Implementation of Post-Irradiation DNA Repair Mutation Modelling In a Novel Whole-Genome Sequencing Simulator
Abstract
Purpose
To integrate post-radiation DNA repair, post‑repair mutation creation, and whole‑genome sequencing into a Monte Carlo–based simulation pipeline in order to observe and quantify chromosome translocations resulting from radiation‑induced DNA damage.
Methods
Currently, in our lab, radiation-induced DNA damage is produced using a Monte Carlo simulation pipeline consisting of TOPAS (Tool for Particle Simulation) and its track-structure DNA-scale extension, TOPAS-nBio. The damaged genome is then directly sequenced using RadiSeq, a novel whole-genome DNA sequencing simulator. However, our pipeline does not yet account for DNA repair mechanisms.
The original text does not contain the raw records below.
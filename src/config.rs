//! Process-wide compatibility settings, threaded explicitly into each call.
//!
//! Two knobs live here, both consumed as given and read once at the start of
//! a call:
//!
//! - [`Compatibility`] selects the seeding strategy of the exponentially
//!   smoothed recurrences (EMA, RSI). Classic seeds from a plain average of
//!   the first `period` samples; Metastock seeds from the very first sample
//!   of the series.
//! - Per-indicator *unstable periods*: extra warm-up bars run before the
//!   first output of a smoothed recurrence is trusted, compensating for
//!   initialization transients.
//!
//! Rather than hiding these in global state, [`Settings`] is passed by
//! reference into every function that consumes them, keeping each call
//! independently reentrant.
//!
//! # Example
//!
//! ```
//! use ta_engine::config::{Compatibility, Settings, UnstableKind};
//!
//! let mut settings = Settings::new();
//! settings.set_compatibility(Compatibility::Metastock);
//! settings.set_unstable_period(UnstableKind::Ema, 5);
//! assert_eq!(settings.unstable_period(UnstableKind::Ema), 5);
//! assert_eq!(settings.unstable_period(UnstableKind::Rsi), 0);
//! ```

/// Seeding strategy for exponentially smoothed recurrences.
#[derive(Debug, Clone, Copy, PartialEq, Eq, Default)]
pub enum Compatibility {
    /// Seed from the simple average of the first `period` samples.
    #[default]
    Classic,
    /// Seed from the very first sample of the series (Metastock-compatible).
    Metastock,
}

/// Identifies which indicator an unstable-period setting applies to.
#[derive(Debug, Clone, Copy, PartialEq, Eq)]
pub enum UnstableKind {
    /// Exponential moving average.
    Ema,
    /// Relative strength index.
    Rsi,
    /// Plus directional indicator.
    PlusDi,
    /// Minus directional indicator.
    MinusDi,
    /// Directional movement index.
    Dx,
    /// Average directional index (and ADXR).
    Adx,
    /// Money flow index.
    Mfi,
    /// Hilbert Transform dominant cycle period.
    HtDcPeriod,
    /// Hilbert Transform dominant cycle phase.
    HtDcPhase,
    /// Hilbert Transform phasor components.
    HtPhasor,
    /// Hilbert Transform sine wave.
    HtSine,
    /// Hilbert Transform instantaneous trendline.
    HtTrendline,
    /// Hilbert Transform trend-versus-cycle mode.
    HtTrendmode,
}

impl UnstableKind {
    /// Number of distinct unstable-period slots.
    pub const COUNT: usize = 13;

    #[inline]
    const fn index(self) -> usize {
        match self {
            Self::Ema => 0,
            Self::Rsi => 1,
            Self::PlusDi => 2,
            Self::MinusDi => 3,
            Self::Dx => 4,
            Self::Adx => 5,
            Self::Mfi => 6,
            Self::HtDcPeriod => 7,
            Self::HtDcPhase => 8,
            Self::HtPhasor => 9,
            Self::HtSine => 10,
            Self::HtTrendline => 11,
            Self::HtTrendmode => 12,
        }
    }
}

/// Compatibility-mode and unstable-period configuration for one call.
///
/// The default is Classic seeding with every unstable period at zero.
#[derive(Debug, Clone, PartialEq, Eq, Default)]
pub struct Settings {
    compatibility: Compatibility,
    unstable: [usize; UnstableKind::COUNT],
}

impl Settings {
    /// Creates the default settings.
    #[inline]
    #[must_use]
    pub fn new() -> Self {
        Self::default()
    }

    /// The active seeding strategy.
    #[inline]
    #[must_use]
    pub const fn compatibility(&self) -> Compatibility {
        self.compatibility
    }

    /// Sets the seeding strategy.
    #[inline]
    pub fn set_compatibility(&mut self, compatibility: Compatibility) {
        self.compatibility = compatibility;
    }

    /// Extra warm-up bars configured for `kind`.
    #[inline]
    #[must_use]
    pub const fn unstable_period(&self, kind: UnstableKind) -> usize {
        self.unstable[kind.index()]
    }

    /// Sets the unstable period for one indicator.
    #[inline]
    pub fn set_unstable_period(&mut self, kind: UnstableKind, bars: usize) {
        self.unstable[kind.index()] = bars;
    }

    /// Sets the same unstable period for every indicator.
    #[inline]
    pub fn set_unstable_period_all(&mut self, bars: usize) {
        self.unstable = [bars; UnstableKind::COUNT];
    }
}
This project is integrating Medras-MC (Mechanistic DNA Repair and Survival), a DNA repair and post-repair mutation algorithm, into the pipeline, before the genome is subjected to sequencing.
Results
To date, we have established a simulation setup that mimics an in vitro setup to score particles entering a cell population model. We have also modified Medras-MC to output all pairs of double-strand break ends that are rejoined together.
Conclusion
Remaining work to complete the project includes using the scored particles to irradiate each cell in the population model to generate DNA double-strand breaks. After Medras-MC repairs these damages, the damaged genome will undergo DNA sequencing. By comparing the DNA sequences obtained after irradiation with a reference genome, this work seeks to contribute to our lab’s overarching goal of identifying a genomic biomarker of exposure to ionizing radiation.